Bitcoin is sliding under $77,000 after a jump in U.S. Treasury yields, with crypto liquidations topping $672M. The 10-year U.S. Treasury yield rose to 4.63% (a 16-month high), pressuring risk assets and driving heavy selling in U.S. spot Bitcoin ETFs. Data cited in the article shows spot Bitcoin ETF outflows reached about $1B for the week ending May 15, the largest weekly exit since late January, per SoSoValue. The prior week saw net inflows, highlighting a sharp turn in institutional positioning. Analysts flag $77K as the key technical line. If Bitcoin breaks $77K while perpetual swap open interest remains elevated, deleveraging could accelerate and bring a retest near $70K. Over the next 48 hours, ETF flow updates are expected to be a major catalyst for direction. Derivatives trader Georgii Verbitskii links near-term Bitcoin performance to whether the AI-driven equity rally can hold. Even with gains in major U.S. indices, Bitcoin’s rebound looks muted, suggesting a lack of strong standalone demand.
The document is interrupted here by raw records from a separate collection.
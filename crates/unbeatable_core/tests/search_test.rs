//! Tests for perfect-play move selection.

use unbeatable_core::search::WIN_SCORE;
use unbeatable_core::{Board, GameState, Outcome, Position, Side, best_move, search};

#[test]
fn test_reply_to_corner_opening_is_center() {
    let board: Board = "X../.../...".parse().unwrap();
    let result = search(&board, Side::Ai).unwrap();

    assert_ne!(result.position, Position::TopLeft);
    assert_eq!(result.position, Position::Center);
    assert_eq!(result.score, 0);
    // Every other reply loses against perfect play.
    assert!(
        result
            .candidates
            .iter()
            .filter(|(pos, _)| *pos != Position::Center)
            .all(|(_, score)| *score < 0)
    );
}

#[test]
fn test_completes_own_line() {
    // Computer holds (1,0) and (1,1); (1,2) wins at once.
    let board: Board = "XX./OO./X..".parse().unwrap();
    let result = search(&board, Side::Ai).unwrap();

    assert_eq!(result.position, Position::MiddleRight);
    assert_eq!(result.score, WIN_SCORE);
    assert_eq!(result.score_of(Position::MiddleRight), Some(WIN_SCORE));
}

#[test]
fn test_takes_open_win_in_middle_row() {
    // (1,2) completes the computer's row; nothing else scores as high.
    let board: Board = "X.X/OO./X..".parse().unwrap();
    let result = search(&board, Side::Ai).unwrap();

    assert_eq!(result.position, Position::MiddleRight);
    assert_eq!(result.score, WIN_SCORE);
    assert!(
        result
            .candidates
            .iter()
            .filter(|(pos, _)| *pos != Position::MiddleRight)
            .all(|(_, score)| *score < WIN_SCORE)
    );
}

#[test]
fn test_prefers_immediate_win_over_block() {
    // Both sides threaten; winning now beats blocking.
    let board: Board = "XX./OO./..X".parse().unwrap();
    assert_eq!(best_move(&board, Side::Ai), Some(Position::MiddleRight));
}

#[test]
fn test_blocks_immediate_threat() {
    let board: Board = "XX./.O./...".parse().unwrap();
    assert_eq!(best_move(&board, Side::Ai), Some(Position::TopRight));
}

#[test]
fn test_full_board_returns_none() {
    let board: Board = "XOX/XOO/OXX".parse().unwrap();
    assert_eq!(best_move(&board, Side::Ai), None);
}

#[test]
fn test_ties_go_to_first_cell_in_row_major_order() {
    // Empty board: every opening draws, so the first cell wins the tie.
    let result = search(&Board::new(), Side::Ai).unwrap();
    assert_eq!(result.score, 0);
    assert_eq!(result.position, Position::TopLeft);
    assert_eq!(result.candidates.len(), 9);
}

#[test]
fn test_search_is_deterministic() {
    let board: Board = "X../.O./..X".parse().unwrap();
    assert_eq!(search(&board, Side::Ai), search(&board, Side::Ai));
}

/// Counts finished games by outcome, for every human line against the engine.
fn explore(game: &GameState, tally: &mut [usize; 3]) {
    let slot = match game.outcome() {
        Outcome::PlayerWin => Some(0),
        Outcome::AiWin => Some(1),
        Outcome::Draw => Some(2),
        Outcome::InProgress => None,
    };
    if let Some(slot) = slot {
        tally[slot] += 1;
        return;
    }

    match game.turn() {
        Side::Player => {
            for pos in game.board().empty_positions() {
                let mut next = game.clone();
                next.apply_at(pos).unwrap();
                explore(&next, tally);
            }
        }
        Side::Ai => {
            let reply = best_move(&game.snapshot(), Side::Ai).unwrap();
            let mut next = game.clone();
            next.apply_at(reply).unwrap();
            explore(&next, tally);
        }
    }
}

#[test]
fn test_computer_never_loses() {
    let mut tally = [0usize; 3];
    explore(&GameState::new(), &mut tally);

    let [player_wins, ai_wins, draws] = tally;
    assert_eq!(player_wins, 0);
    assert!(ai_wins > 0);
    assert!(draws > 0);
}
The article also notes institutional sensitivity to macro rates rather than direct “crypto-for-crypto” geopolitics. Crypto liquidations across markets exceeded $670M as Bitcoin traded around $76.8K, down about 2% to 24-hour performance. Net takeaway for traders: macro rates + ETF flows are driving momentum, and $77K is the immediate battleground for Bitcoin.
Bearish
This is a bearish setup for Bitcoin in both the short and medium term. The article links the sell-off to a macro rate shock: the 10-year U.S. Treasury yield jumping to 4.63% and expectations for a 2026 rate cut collapsing. When yields rise sharply, risk appetite typically fades, and for crypto—especially Bitcoin—this often shows up first in institutional vehicles. Here, the key transmission mechanism is spot Bitcoin ETF flows. The week ending May 15 reportedly saw about $1B in net outflows (largest since late January). Historically, similar ETF outflow waves have coincided with break-down moves and elevated liquidation risk, because ETF sellers reduce spot demand while leverage in derivatives can unwind quickly. Technically, the article stresses $77K as the “line to watch.” That matters because liquidations tend to cluster around round levels and key support breaks. If Bitcoin breaks $77K while perpetual open interest remains elevated, it can trigger a feedback loop: price down → liquidations up → forced selling → more downside. The cited risk of a retest near $70K fits that liquidation/deleveraging pattern. Longer-term, ETF flow sensitivity to Treasury yields suggests Bitcoin’s recovery may remain fragile until either yields cool or ETF outflows stabilize. Even with a strong AI-led equity tape, Bitcoin’s muted rebound implies it lacks a strong standalone bid. Traders should therefore expect volatility to stay high around ETF-flow data and the $77K/$70K zone.